Estados Unidos habría planteado una oferta de petróleo a Cuba como parte de una negociación política, según informes de medios cubanos. La propuesta, según el Miami Herald, incluiría la dimisión del presidente Miguel Díaz-Canel y la privatización de la empresa estatal de petróleo, Cupet. El plan, sin embargo, fue rechazado por La Habana, que mostró recelo ante las condiciones impuestas.

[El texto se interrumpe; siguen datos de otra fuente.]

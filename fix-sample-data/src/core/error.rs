//! Error types for the data fixer

use thiserror::Error;

/// Fixer error types
#[derive(Debug, Error)]
pub enum FixerError {
    /// IO error reading or writing the fixture file
    #[error("IO error: {0}")]
    Io(#[from] std::io::Error),

    /// Fixture is not valid JSON or is missing a required field
    #[error("Malformed fixture: {0}")]
    Json(#[from] serde_json::Error),

    /// Reservation backfill found no customer records with role "customer"
    #[error("No eligible customers to book reservations for")]
    NoEligibleCustomers,

    /// Atomic replace of the fixture file failed
    #[error("Failed to replace fixture: {0}")]
    Persist(#[from] tempfile::PersistError),
}

/// Result type for fixer operations
pub type Result<T> = std::result::Result<T, FixerError>;
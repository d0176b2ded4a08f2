//! Data models
//!
//! Typed views of the sample-data fixture. Every record keeps a flattened
//! `extra` map so fields the fixer does not interpret survive the rewrite.

pub mod customer;
pub mod document;
pub mod menu_item;
pub mod reservation;

// Re-exports
pub use customer::*;
pub use document::*;
pub use menu_item::*;
pub use reservation::*;
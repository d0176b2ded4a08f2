//! Vegetarian Flag Fixer
//!
//! Recomputes the `is_veg` flag on menu items from keyword heuristics over
//! the item name and description. Matching is case-insensitive substring
//! matching, so "ham" also hits "hamburger"; that is the behavior the rest
//! of the demo data was built around.

use crate::models::MenuItem;

/// Meat/seafood keywords; any hit in name or description marks the item
/// non-vegetarian
const NON_VEG_KEYWORDS: [&str; 13] = [
    "chicken",
    "beef",
    "pork",
    "bacon",
    "ham",
    "sausage",
    "salmon",
    "tuna",
    "seafood",
    "meatball",
    "pepperoni",
    "prosciutto",
    "turkey",
];

/// Keywords that mark an item vegetarian when found in the name, unless a
/// non-veg keyword is also present. Name only; the description is not
/// consulted here.
const ALWAYS_VEG_KEYWORDS: [&str; 9] = [
    "veg",
    "vegetarian",
    "mushroom",
    "cheese",
    "margherita",
    "caprese",
    "pesto pizza",
    "truffle",
    "spinach",
];

/// Categories whose items default to vegetarian when no keyword matches
const VEG_DEFAULT_CATEGORIES: [&str; 5] = ["salads", "pasta", "desserts", "drinks", "coffee"];

/// Recompute the `is_veg` flag of every menu item in place.
///
/// Logs each item whose flag actually changed and returns the change count.
pub fn fix_veg_flags(items: &mut [MenuItem]) -> usize {
    let mut fixed = 0;

    for item in items.iter_mut() {
        let old = item.is_veg;
        if let Some(value) = classify(item) {
            item.is_veg = Some(value);
        }

        if old != item.is_veg {
            tracing::info!(
                item = %item.name,
                was = ?old,
                now = ?item.is_veg,
                "fixed vegetarian flag"
            );
            fixed += 1;
        }
    }

    fixed
}

/// Decide the vegetarian flag for one item, or `None` to leave it as is.
///
/// First matching rule wins: definitely-veg (without any non-veg hit),
/// then non-veg, then category defaults.
fn classify(item: &MenuItem) -> Option<bool> {
    let name = item.name.to_lowercase();
    let description = item.description.as_deref().unwrap_or("").to_lowercase();

    let is_non_veg = NON_VEG_KEYWORDS
        .iter()
        .any(|kw| name.contains(kw) || description.contains(kw));
    let is_definitely_veg = ALWAYS_VEG_KEYWORDS.iter().any(|kw| name.contains(kw));

    if is_definitely_veg && !is_non_veg {
        return Some(true);
    }
    if is_non_veg {
        return Some(false);
    }

    let category = item.category.as_deref().unwrap_or("").to_lowercase();
    if VEG_DEFAULT_CATEGORIES.contains(&category.as_str()) {
        // Salads, pasta, desserts etc. without meat keywords count as veg
        Some(true)
    } else if category == "pizza" && !is_non_veg {
        // Pizzas without meat keywords are veg
        Some(true)
    } else {
        None
    }
}

#[cfg(test)]
mod tests {
    use super::*;
    use serde_json::Map;

    fn make_item(name: &str, description: &str, category: &str, is_veg: Option<bool>) -> MenuItem {
        MenuItem {
            name: name.to_string(),
            description: (!description.is_empty()).then(|| description.to_string()),
            category: (!category.is_empty()).then(|| category.to_string()),
            is_veg,
            extra: Map::new(),
        }
    }

    #[test]
    fn test_non_veg_keyword_beats_category_default() {
        let mut items = vec![make_item("Grilled Chicken Caesar", "", "Salads", Some(true))];
        let fixed = fix_veg_flags(&mut items);
        assert_eq!(items[0].is_veg, Some(false));
        assert_eq!(fixed, 1);
    }

    #[test]
    fn test_veg_keyword_in_name_wins_without_meat() {
        let mut items = vec![make_item("Mushroom Risotto", "", "Mains", Some(false))];
        fix_veg_flags(&mut items);
        assert_eq!(items[0].is_veg, Some(true));
    }

    #[test]
    fn test_meat_in_description_overrides_veg_name() {
        let mut items = vec![make_item(
            "Cheese Deluxe",
            "Loaded with bacon and cheddar",
            "Burgers",
            Some(true),
        )];
        fix_veg_flags(&mut items);
        assert_eq!(items[0].is_veg, Some(false));
    }

    #[test]
    fn test_meatless_pizza_is_veg() {
        let mut items = vec![make_item("Margherita Pizza", "", "Pizza", Some(false))];
        fix_veg_flags(&mut items);
        assert_eq!(items[0].is_veg, Some(true));
    }

    #[test]
    fn test_dessert_defaults_to_veg() {
        let mut items = vec![make_item("Tiramisu", "", "Desserts", Some(false))];
        fix_veg_flags(&mut items);
        assert_eq!(items[0].is_veg, Some(true));
    }

    #[test]
    fn test_unlisted_category_is_left_alone() {
        let mut items = vec![
            make_item("House Special", "", "Bar", Some(false)),
            make_item("Mystery Platter", "", "Bar", None),
        ];
        let fixed = fix_veg_flags(&mut items);
        assert_eq!(items[0].is_veg, Some(false));
        assert_eq!(items[1].is_veg, None);
        assert_eq!(fixed, 0);
    }

    #[test]
    fn test_keywords_match_inside_words() {
        // "ham" is a substring of "hamburger"; the heuristic is plain
        // substring matching and hamburgers end up non-veg either way
        let mut items = vec![make_item("Classic Hamburger", "", "Burgers", Some(true))];
        fix_veg_flags(&mut items);
        assert_eq!(items[0].is_veg, Some(false));
    }

    #[test]
    fn test_matching_is_case_insensitive() {
        let mut items = vec![make_item("BBQ CHICKEN WINGS", "", "", Some(true))];
        fix_veg_flags(&mut items);
        assert_eq!(items[0].is_veg, Some(false));
    }

    #[test]
    fn test_fix_is_idempotent() {
        let mut items = vec![
            make_item("Grilled Chicken Caesar", "", "Salads", Some(true)),
            make_item("Margherita Pizza", "", "Pizza", Some(false)),
            make_item("Espresso", "", "Coffee", None),
            make_item("House Special", "", "Bar", None),
        ];

        let first = fix_veg_flags(&mut items);
        let after_first: Vec<_> = items.iter().map(|i| i.is_veg).collect();
        let second = fix_veg_flags(&mut items);
        let after_second: Vec<_> = items.iter().map(|i| i.is_veg).collect();

        assert!(first > 0);
        assert_eq!(second, 0);
        assert_eq!(after_first, after_second);
    }

    #[test]
    fn test_count_only_reflects_actual_changes() {
        let mut items = vec![
            // Already correct, no change logged
            make_item("Margherita Pizza", "", "Pizza", Some(true)),
            // Wrong, gets flipped
            make_item("Pepperoni Pizza", "", "Pizza", Some(true)),
        ];
        assert_eq!(fix_veg_flags(&mut items), 1);
    }

    #[test]
    fn test_absent_flag_set_when_rule_fires() {
        let mut items = vec![make_item("Iced Latte", "", "Coffee", None)];
        let fixed = fix_veg_flags(&mut items);
        assert_eq!(items[0].is_veg, Some(true));
        assert_eq!(fixed, 1);
    }
}
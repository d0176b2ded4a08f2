//! Menu Item Model

use serde::{Deserialize, Serialize};
use serde_json::{Map, Value};

/// Menu item record from the sample-data fixture
///
/// Only the fields the fixer interprets are typed; everything else the
/// fixture carries (price, image, nutrition, ...) rides along in `extra`
/// and is written back untouched.
#[derive(Debug, Clone, Serialize, Deserialize)]
pub struct MenuItem {
    pub name: String,
    #[serde(default, skip_serializing_if = "Option::is_none")]
    pub description: Option<String>,
    #[serde(default, skip_serializing_if = "Option::is_none")]
    pub category: Option<String>,
    /// Vegetarian flag, recomputed by the fixer; an absent key stays absent
    /// unless a classification rule fires
    #[serde(default, skip_serializing_if = "Option::is_none")]
    pub is_veg: Option<bool>,
    #[serde(flatten)]
    pub extra: Map<String, Value>,
}
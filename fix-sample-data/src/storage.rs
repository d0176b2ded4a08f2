//! Fixture Storage
//!
//! Loads and persists the sample-data JSON document. Output matches the
//! shape the client app ships with: 2-space indent, non-ASCII unescaped.

use std::fs;
use std::io::Write;
use std::path::Path;

use tempfile::NamedTempFile;

use crate::core::error::Result;
use crate::models::SampleData;

/// Read and parse the fixture file (UTF-8).
pub fn load(path: &Path) -> Result<SampleData> {
    let raw = fs::read_to_string(path)?;
    Ok(serde_json::from_str(&raw)?)
}

/// Write the document back, pretty-printed.
///
/// Serializes to a temp file in the destination directory and renames it
/// over the original, so a crash mid-write cannot truncate the fixture.
pub fn save(path: &Path, data: &SampleData) -> Result<()> {
    let json = serde_json::to_string_pretty(data)?;

    let dir = path.parent().filter(|p| !p.as_os_str().is_empty());
    let mut tmp = NamedTempFile::new_in(dir.unwrap_or(Path::new(".")))?;
    tmp.write_all(json.as_bytes())?;
    tmp.persist(path)?;

    Ok(())
}
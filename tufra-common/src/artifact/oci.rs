//! Harvesting of container images into artifact payloads. The image
//! reference is resolved through the registry client, the manifest (or the
//! whole image index) is walked and every reachable manifest becomes one
//! artifact entry addressed by tag or digest.

use std::collections::BTreeMap;

use oci_distribution::client::{Client, ClientConfig};
use oci_distribution::manifest;
use oci_distribution::secrets::RegistryAuth;
use oci_distribution::Reference;
use serde_json::Value;
use sha2::{Digest, Sha256};
use tracing::debug;

use crate::artifact::{AddPayload, Artifact, ArtifactInfo};
use crate::error::Error;

/// Environment variable holding the registry user name.
pub const CR_USERNAME_ENV: &str = "TUFRA_CR_USERNAME";
/// Environment variable holding the registry password or token.
pub const CR_PASSWORD_ENV: &str = "TUFRA_CR_PASSWORD";

/// Manifest media types the harvester accepts.
pub const MANIFEST_MEDIA_TYPES: &[&str] = &[
    manifest::OCI_IMAGE_INDEX_MEDIA_TYPE,
    manifest::IMAGE_MANIFEST_LIST_MEDIA_TYPE,
    manifest::OCI_IMAGE_MEDIA_TYPE,
    manifest::IMAGE_MANIFEST_MEDIA_TYPE,
];

/// Read registry credentials from the environment, anonymous otherwise.
pub fn registry_auth_from_env() -> RegistryAuth {
    match (
        std::env::var(CR_USERNAME_ENV),
        std::env::var(CR_PASSWORD_ENV),
    ) {
        (Ok(username), Ok(password)) => RegistryAuth::Basic(username, password),
        _ => RegistryAuth::Anonymous,
    }
}

pub struct RegistryHarvester {
    client: Client,
    auth: RegistryAuth,
}

impl RegistryHarvester {
    pub fn new(config: ClientConfig, auth: RegistryAuth) -> Self {
        RegistryHarvester {
            auth,
            client: Client::new(config),
        }
    }

    pub fn from_env() -> Self {
        Self::new(ClientConfig::default(), registry_auth_from_env())
    }

    async fn pull_manifest_raw(&mut self, reference: &Reference) -> Result<Vec<u8>, Error> {
        debug!("pulling manifest at {reference:?}");
        let (raw, _digest) = self
            .client
            .pull_manifest_raw(reference, &self.auth, MANIFEST_MEDIA_TYPES)
            .await?;
        Ok(raw)
    }

    /// Resolve `image` and turn it and every manifest reachable from it
    /// into artifact entries. Bare names resolve to Docker Hub, missing
    /// tags default to `latest`; digest references are rejected.
    pub async fn harvest(&mut self, image: &str) -> Result<AddPayload, Error> {
        let reference: Reference = image
            .parse()
            .map_err(|err| Error::InvalidReference(format!("{image}: {err}")))?;
        if reference.digest().is_some() {
            return Err(Error::DigestReference(image.to_string()));
        }
        let tag = reference.tag().unwrap_or("latest").to_string();

        let raw = self.pull_manifest_raw(&reference).await?;
        let (length, digest) = size_and_digest(&raw);
        let document: Value = serde_json::from_slice(&raw)?;
        let media_type = document
            .get("mediaType")
            .and_then(Value::as_str)
            .unwrap_or(manifest::OCI_IMAGE_MEDIA_TYPE)
            .to_string();

        let mut artifacts = Vec::new();
        match media_type.as_str() {
            manifest::OCI_IMAGE_INDEX_MEDIA_TYPE | manifest::IMAGE_MANIFEST_LIST_MEDIA_TYPE => {
                artifacts.push(registry_artifact(
                    format!("{}:{tag}", reference.repository()),
                    length,
                    &digest,
                ));
                for entry in index_digests(&document)? {
                    let manifest_reference = Reference::with_digest(
                        reference.registry().to_string(),
                        reference.repository().to_string(),
                        entry.clone(),
                    );
                    let raw = self.pull_manifest_raw(&manifest_reference).await?;
                    let (length, digest) = size_and_digest(&raw);
                    artifacts.push(registry_artifact(
                        format!("{}@{entry}", reference.repository()),
                        length,
                        &digest,
                    ));
                }
            }
            manifest::OCI_IMAGE_MEDIA_TYPE | manifest::IMAGE_MANIFEST_MEDIA_TYPE => {
                artifacts.push(registry_artifact(
                    format!("{}:{tag}", reference.repository()),
                    length,
                    &digest,
                ));
                artifacts.push(registry_artifact(
                    format!("{}@{digest}", reference.repository()),
                    length,
                    &digest,
                ));
            }
            other => return Err(Error::UnsupportedMediaType(other.to_string())),
        }
        Ok(AddPayload::new(artifacts))
    }
}

/// Length and `sha256:<hex>` digest of a raw manifest document.
fn size_and_digest(data: &[u8]) -> (u64, String) {
    (
        data.len() as u64,
        format!("sha256:{}", hex::encode(Sha256::digest(data))),
    )
}

fn registry_artifact(path: String, length: u64, digest: &str) -> Artifact {
    let (algorithm, value) = digest.split_once(':').unwrap_or(("sha256", digest));
    Artifact {
        info: ArtifactInfo {
            length,
            hashes: BTreeMap::from([(algorithm.to_string(), value.to_string())]),
            custom: None,
        },
        path,
    }
}

/// The digests of all entries of an image index.
fn index_digests(document: &Value) -> Result<Vec<String>, Error> {
    document
        .get("manifests")
        .and_then(Value::as_array)
        .map(|entries| {
            entries
                .iter()
                .map(|entry| {
                    entry
                        .get("digest")
                        .and_then(Value::as_str)
                        .map(str::to_string)
                        .ok_or_else(|| {
                            Error::InvalidReference("index entry without digest".to_string())
                        })
                })
                .collect()
        })
        .unwrap_or_else(|| Ok(Vec::new()))
}

#[cfg(test)]
mod test {
    use super::*;

    #[test]
    fn test_reference_normalization_docker_hub() {
        let reference: Reference = "postgres:17".parse().expect("failed to parse reference");
        assert_eq!(reference.repository(), "library/postgres");
        assert_eq!(reference.tag(), Some("17"));
    }

    #[test]
    fn test_reference_normalization_custom_registry() {
        let reference: Reference = "ghcr.io/in-toto/archivista:0.9.0"
            .parse()
            .expect("failed to parse reference");
        assert_eq!(reference.registry(), "ghcr.io");
        assert_eq!(reference.repository(), "in-toto/archivista");
        assert_eq!(reference.tag(), Some("0.9.0"));
    }

    #[test]
    fn test_size_and_digest() {
        let (length, digest) = size_and_digest(b"abc");
        assert_eq!(length, 3);
        assert_eq!(
            digest,
            "sha256:ba7816bf8f01cfea414140de5dae2223b00361a396177a9cb410ff61f20015ad"
        );
    }

    #[test]
    fn test_registry_artifact_splits_digest() {
        let artifact = registry_artifact("library/postgres@sha256:abcd".to_string(), 7, "sha256:abcd");
        assert_eq!(artifact.info.hashes.get("sha256").map(String::as_str), Some("abcd"));
        assert_eq!(artifact.info.length, 7);
    }

    #[test]
    fn test_index_digests() {
        let document = serde_json::json!({
            "mediaType": "application/vnd.oci.image.index.v1+json",
            "manifests": [
                {"digest": "sha256:aa", "size": 1},
                {"digest": "sha256:bb", "size": 2},
            ],
        });
        let digests = index_digests(&document).expect("digest walk failed");
        assert_eq!(digests, vec!["sha256:aa", "sha256:bb"]);
    }

    #[test]
    fn test_index_entry_without_digest_is_an_error() {
        let document = serde_json::json!({"manifests": [{"size": 1}]});
        assert!(index_digests(&document).is_err());
    }
}
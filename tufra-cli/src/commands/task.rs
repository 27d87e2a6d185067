//! Backend task state queries.

use anyhow::Result;

use crate::cli::{Cli, TaskInfoArgs};
use crate::commands::{api_client, resolve_settings};

pub async fn info(cli: &Cli, args: &TaskInfoArgs) -> Result<()> {
    let settings = resolve_settings(cli)?;
    let client = api_client(&settings)?;

    if args.watch {
        let task = client.task_status(&args.task_id, "Task status:", false).await?;
        println!("{}", serde_json::to_string_pretty(&task)?);
    } else {
        let task = client.get_task(&args.task_id).await?;
        println!("{}", serde_json::to_string_pretty(&task)?);
    }
    Ok(())
}
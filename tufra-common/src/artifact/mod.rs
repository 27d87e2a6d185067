//! Payloads for the artifact endpoints of the repository service and the
//! hashing that goes into them. Local files are hashed with blake2b-256,
//! the only file hash the service accepts; registry artifacts carry the
//! sha256 digests the registry already speaks.

use std::collections::BTreeMap;
use std::io::Read;
use std::path::Path;

use blake2::digest::consts::U32;
use blake2::{Blake2b, Digest};
use serde::{Deserialize, Serialize};
use serde_json::Value;

use crate::error::Error;

pub mod oci;

/// Name of the file hash algorithm in artifact payloads.
pub const BLAKE2B_256: &str = "blake2b-256";

type Blake2b256 = Blake2b<U32>;

/// The target information of an artifact.
#[derive(Debug, Clone, Serialize, Deserialize, PartialEq)]
pub struct ArtifactInfo {
    /// length in bytes
    pub length: u64,
    pub hashes: BTreeMap<String, String>,
    pub custom: Option<Value>,
}

/// A single artifact of an [`AddPayload`].
#[derive(Debug, Clone, Serialize, Deserialize, PartialEq)]
pub struct Artifact {
    pub info: ArtifactInfo,
    pub path: String,
}

/// The `POST api/v1/artifacts/` payload.
#[derive(Debug, Clone, Serialize, Deserialize, PartialEq)]
pub struct AddPayload {
    pub artifacts: Vec<Artifact>,
    /// whether the service records the task id in the artifact `custom` data
    pub add_task_id_to_custom: bool,
    /// whether the artifacts are published right away
    pub publish_artifacts: bool,
}

impl AddPayload {
    pub fn new(artifacts: Vec<Artifact>) -> Self {
        AddPayload {
            artifacts,
            add_task_id_to_custom: false,
            publish_artifacts: true,
        }
    }
}

/// The `POST api/v1/artifacts/delete` payload.
#[derive(Debug, Clone, Serialize, Deserialize, PartialEq, Eq)]
pub struct DeletePayload {
    pub artifacts: Vec<String>,
}

/// Calculate the blake2b-256 hash of the file at `path`, reading it in
/// 8 KiB chunks so large artifacts do not end up in memory at once.
pub fn calculate_blake2b_256(path: &Path) -> Result<String, Error> {
    let mut hasher = Blake2b256::new();
    let mut file = std::fs::File::open(path)?;
    let mut buf = [0u8; 8 * 1024];
    loop {
        let read = file.read(&mut buf)?;
        if read == 0 {
            break;
        }
        hasher.update(&buf[..read]);
    }
    Ok(hex::encode(hasher.finalize()))
}

/// Build the payload for adding a local file. The artifact path is the file
/// name, prefixed with `target_path` when one is given.
pub fn add_payload_from_file(
    filepath: &Path,
    target_path: Option<&str>,
) -> Result<AddPayload, Error> {
    let file_name = filepath
        .file_name()
        .and_then(|name| name.to_str())
        .ok_or_else(|| Error::InvalidArtifactPath(filepath.to_path_buf()))?;
    let length = std::fs::metadata(filepath)?.len();
    let hash = calculate_blake2b_256(filepath)?;
    let path = match target_path {
        Some(prefix) => format!("{}/{file_name}", prefix.trim_end_matches('/')),
        None => file_name.to_string(),
    };
    Ok(AddPayload::new(vec![Artifact {
        info: ArtifactInfo {
            length,
            hashes: BTreeMap::from([(BLAKE2B_256.to_string(), hash)]),
            custom: None,
        },
        path,
    }]))
}

/// Build the payload for removing artifacts from the metadata.
pub fn delete_payload(paths: Vec<String>) -> DeletePayload {
    DeletePayload { artifacts: paths }
}

#[cfg(test)]
mod test {
    use std::io::Write;

    use super::*;

    #[test]
    fn test_blake2b_256_empty_file() {
        let mut file = tempfile::NamedTempFile::new().expect("failed to create temp file");
        file.flush().unwrap();
        assert_eq!(
            calculate_blake2b_256(file.path()).expect("hashing failed"),
            "0e5751c026e543b2e8ab2eb06099daa1d1e5df47778f7787faab45cdf12fe3a8"
        );
    }

    #[test]
    fn test_blake2b_256_known_vector() {
        let mut file = tempfile::NamedTempFile::new().expect("failed to create temp file");
        file.write_all(b"abc").unwrap();
        file.flush().unwrap();
        assert_eq!(
            calculate_blake2b_256(file.path()).expect("hashing failed"),
            "bddd813c634239723171ef3fee98579b94964e3bb1cb3e427262c8c068d52319"
        );
    }

    #[test]
    fn test_add_payload_shape() {
        let mut file = tempfile::NamedTempFile::new().expect("failed to create temp file");
        file.write_all(b"abc").unwrap();
        file.flush().unwrap();
        let payload =
            add_payload_from_file(file.path(), Some("downloads/")).expect("payload failed");
        let value = serde_json::to_value(&payload).expect("serialization failed");
        let artifact = &value["artifacts"][0];
        assert_eq!(artifact["info"]["length"], 3);
        assert_eq!(
            artifact["info"]["hashes"][BLAKE2B_256],
            "bddd813c634239723171ef3fee98579b94964e3bb1cb3e427262c8c068d52319"
        );
        assert!(artifact["info"]["custom"].is_null());
        assert!(artifact["path"]
            .as_str()
            .expect("path must be a string")
            .starts_with("downloads/"));
        assert_eq!(value["add_task_id_to_custom"], false);
        assert_eq!(value["publish_artifacts"], true);
    }

    #[test]
    fn test_add_payload_without_prefix_uses_file_name() {
        let dir = tempfile::tempdir().expect("failed to create tempdir");
        let path = dir.path().join("artifact.bin");
        std::fs::write(&path, b"data").unwrap();
        let payload = add_payload_from_file(&path, None).expect("payload failed");
        assert_eq!(payload.artifacts[0].path, "artifact.bin");
    }

    #[test]
    fn test_delete_payload_shape() {
        let payload = delete_payload(vec!["dir/file.txt".to_string()]);
        let value = serde_json::to_value(&payload).expect("serialization failed");
        assert_eq!(value, serde_json::json!({"artifacts": ["dir/file.txt"]}));
    }
}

La oferta se enmarca en un contexto de tensiones entre ambos países, con Estados Unidos buscando influir en la política cubana a través de incentivos energéticos. Aunque no se confirmó la realización de la operación, fuentes cercanas a la isla indicaron que la propuesta fue rechazada por presiones internas y por la postura firme del gobierno cubano.
Paralelamente, Cuba enfrenta desafíos en su transición energética, con autoridades que alertan sobre la necesidad de evitar improvisaciones en la instalación de paneles solares. A pesar de la creciente adopción de energías renovables, la isla sigue buscando equilibrio entre innovación y seguridad en su sistema energético.
La situación refleja la complejidad de las relaciones entre Cuba y Estados Unidos, donde propuestas económicas pueden tener implicaciones políticas profundas. Mientras tanto, la isla continúa trabajando para modernizar su infraestructura sin comprometer su soberanía.